Github has removed the source code for Tornado Cash, a crypto privacy mixer. This prompted outcry from privacy advocates and freedom of speech activists.
Just 24 hours after the US Treasury Department added privacy tool to its sanctions lists, the source code for Tornado Cash crypto transaction mixer has vanished from Github.
Yesterday, the Treasury Department banned Americans from using Tornado and transacting with many Ethereum addresses that are linked to Tornado Cash.
The Treasury announced that these measures were taken to combat criminals who had used the service to “launder more than $7 Billion of virtual currency since its inception in 2019”.
It said that $7.8 million was also stolen by criminals in last Thursday’s Nomad Bridge hack via Tornado.

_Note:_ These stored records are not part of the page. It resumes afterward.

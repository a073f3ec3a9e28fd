use async_trait::async_trait;

use crate::actor::errors::ActorError;
use crate::context::keys::params::{
    AUTH_ERROR_FAILS_TEST, FORCE_NO_REDEEM_AUTH_CODE, PKCE_FROM_OTHER_SESSION, PKCE_METHOD_PLAIN,
    PKCE_VERIFIER_EXCLUDED, PKCE_VERIFIER_INVALID, TOKEN_RECEIVAL_FAILS_TEST,
};
use crate::context::keys::{PKCE_FIRST_VERIFIER, PKCE_VERIFIER};
use crate::utils::{gen_random_string, pkce_challenge};
use crate::verdict::Verdict;

use super::server::{AuthResponse, RpScenario, RpServer};

/// Sends an S256 code challenge with every authentication request and a
/// broken or missing verifier with the token request.
pub struct PkceRp;

impl PkceRp {
    /// The verifier sent at the token endpoint, `None` to omit it.
    fn token_verifier(rp: &RpServer) -> Option<String> {
        let env = rp.env();
        let current = env.step.get(PKCE_VERIFIER)?;
        if env.params.bool(PKCE_VERIFIER_EXCLUDED) {
            return None;
        }
        if env.params.bool(PKCE_FROM_OTHER_SESSION) {
            if let Some(first) = env.step.get(PKCE_FIRST_VERIFIER) {
                return Some(first);
            }
        }
        if env.params.bool(PKCE_VERIFIER_INVALID) {
            return Some(corrupt(&current));
        }
        Some(current)
    }
}

/// Swap the last character so the verifier no longer matches.
fn corrupt(verifier: &str) -> String {
    let mut out = verifier.to_string();
    let replacement = if out.ends_with('A') { 'B' } else { 'A' };
    out.pop();
    out.push(replacement);
    out
}

#[async_trait]
impl RpScenario for PkceRp {
    async fn evaluate(&self, rp: &RpServer, response: &AuthResponse) -> Result<Verdict, ActorError> {
        let env = rp.env();
        if response.is_error() {
            env.logger.log("Authentication failed.");
            let fails = env.params.bool(AUTH_ERROR_FAILS_TEST);
            return Ok(if fails { Verdict::Fail } else { Verdict::Pass });
        }

        let first_done = env.step.get(PKCE_FIRST_VERIFIER).is_some();
        let redeem = !env.params.bool(FORCE_NO_REDEEM_AUTH_CODE) || first_done;
        let mut verdict = Verdict::Pass;
        if let Some(code) = response.code().filter(|_| redeem) {
            match rp.redeem_code(code).await? {
                None => env.logger.log("The OP rejected the token request."),
                Some(_) if env.params.bool(TOKEN_RECEIVAL_FAILS_TEST) => {
                    env.logger
                        .log("Tokens were issued despite the manipulated PKCE verifier.");
                    verdict = Verdict::Fail;
                }
                Some(_) => {}
            }
        }

        if !first_done {
            if let Some(verifier) = env.step.get(PKCE_VERIFIER) {
                env.step.insert(PKCE_FIRST_VERIFIER, verifier);
            }
        }
        rp.refresh_authn_request()?;
        Ok(verdict)
    }

    fn authn_request_params(&self, rp: &RpServer) -> Result<Vec<(String, String)>, ActorError> {
        let verifier = gen_random_string(32)?;
        let challenge = pkce_challenge(&verifier);
        rp.env().step.insert(PKCE_VERIFIER, verifier);
        Ok(vec![
            ("code_challenge".to_string(), challenge),
            ("code_challenge_method".to_string(), "S256".to_string()),
        ])
    }

    fn token_request_params(&self, rp: &RpServer) -> Vec<(String, String)> {
        let Some(verifier) = Self::token_verifier(rp) else {
            rp.env().logger.log("Sending the token request without a PKCE verifier.");
            return Vec::new();
        };
        if rp.env().params.bool(PKCE_METHOD_PLAIN) {
            // plain method: the challenge doubles as the verifier
            return vec![
                ("code_challenge_method".to_string(), "plain".to_string()),
                ("code_verifier".to_string(), pkce_challenge(&verifier)),
            ];
        }
        vec![("code_verifier".to_string(), verifier)]
    }
}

Reports emerged several hours later that Github, the code platform that hosted Tornado Cash’s code, had also taken action.
Roman Semenov, founder of Tornado Cash, tweeted that his Github account was suspended just after the announcement of the government’s blacklist.
The quick suppression by the federal government of the crypto privacy tool prompted an outcry from many industry leaders who cited the 1996 Federal court case, “Bernstein V U.S.” which established “source codes as speech” under the First Amendment.
Patrick Collins, a smart contract developer, said that the move was worse than sanctioning a website and that he is “paging lawyers.”
Github confirmed that the code was removed, but a representative replied that smart contracts were on the Ethereum blockchain. It doesn’t affect Tornado Cash contracts.